Bodybuilding Compound Movement #4: Reverse Grip Bent-Over Barbell Rows
Like all effective compound movements, the reverse grip barbell row (a favorite of six-time Olympia champ Dorian Yates; and no one had a more thickly muscled back than this no-nonsense Englishman) creates tension through the entire body (the coveted systemic effect) to create a complete, massive look.
Because it is difficult to perform, this movement, like most multi-joint lifts, is often passed over in favor of the easier seated rows and lat pulldowns. However, for a thick, massive back – from traps to lower lats – and full biceps development, it cannot be ignored.
Bodybuilding Compound Movement #3: Bench Press
Often referred to as the king of the upper body movements, or the upper body squat, the bench press builds muscle in the chest, shoulders, triceps and back, promoting more upper body mass gains than probably any other exercise.

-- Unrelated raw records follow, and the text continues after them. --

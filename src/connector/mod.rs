//! # Connector Layer
//!
//! External integrations and front ends:
//! - Completion and image clients (OpenAI-compatible, Anthropic, mocks)
//! - One-shot CLI controllers
//! - HTTP API and embedded web UI (Axum)
//! - Interactive terminal shell

pub mod adapter;
pub mod api;
pub mod http;
pub mod shell;

pub use adapter::*;
pub use api::{Container, ContainerConfig, Provider};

The key to fully benefiting from this pure power movement is to emphasize the negative, or lowering, phase; completely stretch as many muscle fibers as you can on the descent, in a slow, controlled manner. While all movements should be controlled from top to bottom, many have a tendency to ‘drop’ the bar when benching. Though such form may help us to push out more reps, in doing so we effectively negate half of the rep and seriously compromise our mass building gains.
Bodybuilding Compound Movement #2: Deadlift
The many benefits to be realized through prioritizing the deadlift in our back/traps workout routine makes this movement a mandatory lift for anyone wanting complete thickness through their entire physique, not just their lower body. Worthy of a lengthy article of its own, the deadlift works the lats, spinal erectors, traps, inner back, hamstrings, quads, calves, chest, arms – virtually all muscle groups.

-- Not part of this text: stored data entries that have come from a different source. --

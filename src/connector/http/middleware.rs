//! Request tracing and CORS layers.

use std::time::Instant;

use axum::extract::Request;
use axum::http::HeaderValue;
use axum::middleware::Next;
use axum::response::Response;
use tower_http::cors::{Any, CorsLayer};
use tracing::{debug, info, info_span, Instrument};
use uuid::Uuid;

pub static X_REQUEST_ID: &str = "x-request-id";

/// Wraps each request in a span carrying its request id, and echoes the id
/// back in the `x-request-id` response header. A caller-supplied id is kept
/// when it parses as a UUID.
pub async fn trace_middleware(req: Request, next: Next) -> Response {
    let start_time = Instant::now();

    let request_id = req
        .headers()
        .get(X_REQUEST_ID)
        .and_then(|v| v.to_str().ok())
        .and_then(|s| Uuid::parse_str(s).ok())
        .unwrap_or_else(Uuid::new_v4);

    let span = info_span!(
        "http_request",
        request_id = %request_id,
        method = %req.method(),
        path = %req.uri().path(),
    );

    async move {
        debug!("→ request started");

        let mut response = next.run(req).await;

        if let Ok(value) = HeaderValue::from_str(&request_id.to_string()) {
            response.headers_mut().insert(X_REQUEST_ID, value);
        }

        info!(
            status = response.status().as_u16(),
            latency_ms = start_time.elapsed().as_millis() as u64,
            "← response finished"
        );

        response
    }
    .instrument(span)
    .await
}

/// Allow any origin unless a comma-separated allow-list is given.
pub fn cors_layer(allowed_origins: Option<&str>) -> CorsLayer {
    let origins: Vec<HeaderValue> = allowed_origins
        .unwrap_or_default()
        .split(',')
        .map(str::trim)
        .filter(|s| !s.is_empty())
        .filter_map(|s| s.parse().ok())
        .collect();

    let cors = CorsLayer::new().allow_headers(Any).allow_methods(Any);
    if origins.is_empty() {
        cors.allow_origin(Any)
    } else {
        cors.allow_origin(origins)
    }
}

Suffice to say this lift, because of the demands it places on multiple muscles, is an extremely valuable way to develop functional muscle strength along with a densely muscled physique.
Bodybuilding Compound Movement #1: Barbell (Back) Squat
Though the deadlift could easily switch places with the barbell back squat in the battle for top compound exercises supremacy, the squat (done conventional style) is a personal favorite of mine for several reasons. It maximally works our strongest muscle groupings (the quads and glutes) to establish a strong foundation of support to facilitate the development of the entire physique.
Through its unsurpassed ability to target core development, the squat enables us to become stronger on all upper body movements which require core stabilization. The squat is also arguably the most systemic of all compound lifts: the force needed to squat heavy weights places tremendous pressure on our lower back spinal erector muscles, upper back, waist, even the arms, chest and shoulders. Also, the metabolic and cardiorespiratory benefits resulting from heavy squats cannot be replicated with any other movement. Whatever your training goal, the squat, if performed correctly, will be a major component in your success.
Note: The military press is a great way to build muscle mass, help multiple joints for the heavier weights and increase body strength when use for strength training.